Lidia Morawska on Health
Lidia Morawska (AU)
Queensland University of Technology
Prof. Morawska introduces the complexity of the concept of “clean air”. As opposed to water or food, air is much more difficult to distinguish as being not clean, especially within an indoor space. The combination of a lack of awareness of the quality of air with different sources and factors impacting its quality amplifies this.
Morawska et al. studies these sources of pollution in three settings: home, school and office. The former is impacted particularly through indoor sources, while the two latter are significantly impacted by sources from the outside diminishing the quality indoors. This is due to the different uses of these buildings. Morowska stresses that the impact of indoor air pollution on humans is crucial as we more than 95% of our time we are inside, thus inhaling indoor air. The highest exposure to ultrafine particles is at home, as we spent a lot of time sleeping – the overall concentration is low, yet the time spent at home counters that.
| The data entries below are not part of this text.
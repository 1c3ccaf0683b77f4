//! Frame container and overlay drawing.
//!
//! - `Frame`: owned RGB image plus the instant it was captured.
//! - `FrameState`: per-session transient state carried across loop iterations.
//! - `annotate`: draws detection boxes onto a frame for display.
//!
//! Frames are never persisted by the pipeline. The snapshot writer in `ui` is
//! the only path that writes pixels, and only when explicitly configured.

use anyhow::{anyhow, Result};
use image::{Rgb, RgbImage};
use std::time::Instant;

use crate::detect::{BBox, Detection};
use crate::hazard::HazardClassifier;
use crate::metrics::FrameMetrics;

const HAZARD_COLOR: Rgb<u8> = Rgb([255, 0, 0]);
const OTHER_COLOR: Rgb<u8> = Rgb([255, 255, 255]);
const BOX_THICKNESS: u32 = 2;

// ----------------------------------------------------------------------------
// Frame
// ----------------------------------------------------------------------------

/// One decoded video frame (RGB24).
pub struct Frame {
    image: RgbImage,
    captured_at: Instant,
}

impl Frame {
    pub fn new(image: RgbImage) -> Self {
        Self {
            image,
            captured_at: Instant::now(),
        }
    }

    /// Wrap a packed RGB24 buffer. Fails when the length does not match.
    pub fn from_rgb(pixels: Vec<u8>, width: u32, height: u32) -> Result<Self> {
        let expected = (width as usize)
            .checked_mul(height as usize)
            .and_then(|v| v.checked_mul(3))
            .ok_or_else(|| anyhow!("frame dimensions overflow"))?;
        if pixels.len() != expected {
            return Err(anyhow!(
                "RGB frame length mismatch: expected {}, got {}",
                expected,
                pixels.len()
            ));
        }
        let image = RgbImage::from_raw(width, height, pixels)
            .ok_or_else(|| anyhow!("RGB buffer does not fit {}x{}", width, height))?;
        Ok(Self::new(image))
    }

    pub fn width(&self) -> u32 {
        self.image.width()
    }

    pub fn height(&self) -> u32 {
        self.image.height()
    }

    pub fn image(&self) -> &RgbImage {
        &self.image
    }

    pub fn image_mut(&mut self) -> &mut RgbImage {
        &mut self.image
    }

    pub fn into_image(self) -> RgbImage {
        self.image
    }

    pub fn captured_at(&self) -> Instant {
        self.captured_at
    }

    /// Replace pixels, keeping the capture instant.
    pub(crate) fn map_image(self, f: impl FnOnce(RgbImage) -> RgbImage) -> Self {
        Self {
            image: f(self.image),
            captured_at: self.captured_at,
        }
    }
}

// ----------------------------------------------------------------------------
// FrameState: loop-local state for one session
// ----------------------------------------------------------------------------

/// Transient state of the processing loop.
///
/// `last_detections` and `last_metrics` survive skipped frames so the display
/// keeps showing the most recent processed result instead of dropping to zero.
#[derive(Default)]
pub struct FrameState {
    /// 1-based index of the most recently read frame.
    pub frame_index: u64,
    /// Number of frames that went through the detector.
    pub processed: u64,
    pub last_detections: Vec<Detection>,
    pub last_metrics: FrameMetrics,
}

impl FrameState {
    pub fn new() -> Self {
        Self::default()
    }

    /// Advance to the next frame and return its index.
    pub fn advance(&mut self) -> u64 {
        self.frame_index += 1;
        self.frame_index
    }
}

// ----------------------------------------------------------------------------
// Overlay
// ----------------------------------------------------------------------------

/// Draw detection boxes onto `frame`.
///
/// Hazard boxes are always drawn in red. Other boxes are drawn in white only
/// when `debug` is set. Returns the number of boxes drawn.
pub fn annotate(
    frame: &mut Frame,
    detections: &[Detection],
    classifier: &HazardClassifier,
    debug: bool,
) -> usize {
    let mut drawn = 0;
    for det in detections {
        let hazard = classifier.is_hazard(det);
        if !hazard && !debug {
            continue;
        }
        let color = if hazard { HAZARD_COLOR } else { OTHER_COLOR };
        draw_box(frame.image_mut(), &det.bbox, color, BOX_THICKNESS);
        log::trace!("overlay: {}", det.caption());
        drawn += 1;
    }
    drawn
}

fn draw_box(image: &mut RgbImage, bbox: &BBox, color: Rgb<u8>, thickness: u32) {
    let (w, h) = image.dimensions();
    if w == 0 || h == 0 {
        return;
    }
    let b = bbox.clamped(w - 1, h - 1);
    let (x1, y1, x2, y2) = (b.x1 as u32, b.y1 as u32, b.x2 as u32, b.y2 as u32);
    if x2 < x1 || y2 < y1 {
        return;
    }
    for t in 0..thickness {
        for x in x1..=x2 {
            put(image, x, y1.saturating_add(t), color);
            put(image, x, y2.saturating_sub(t), color);
        }
        for y in y1..=y2 {
            put(image, x1.saturating_add(t), y, color);
            put(image, x2.saturating_sub(t), y, color);
        }
    }
}

fn put(image: &mut RgbImage, x: u32, y: u32, color: Rgb<u8>) {
    if x < image.width() && y < image.height() {
        image.put_pixel(x, y, color);
    }
}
Prof. Morawska and her colleagues are interested in a paradigm shift after the pandemic. One important space is so called “smart homes”, where there is a potential to implement instruments to combat indoor respiratory infections. According to different scholars, there is a need to change in what way we think about the design, equipment and operation of buildings to minimize all air risks, including airborne infection transmissions.
In the discussion with the moderator, Prof. Morawska once more stresses that scientist, architects, and engineers are on the same page, yet there is no (political) will from governments and homeowners to invest and propagate technologies for clean indoor air. Further, she stresses that this pandemic – akin to other ones before – could be a turning point in the public’s perception of the importance of clean indoor air.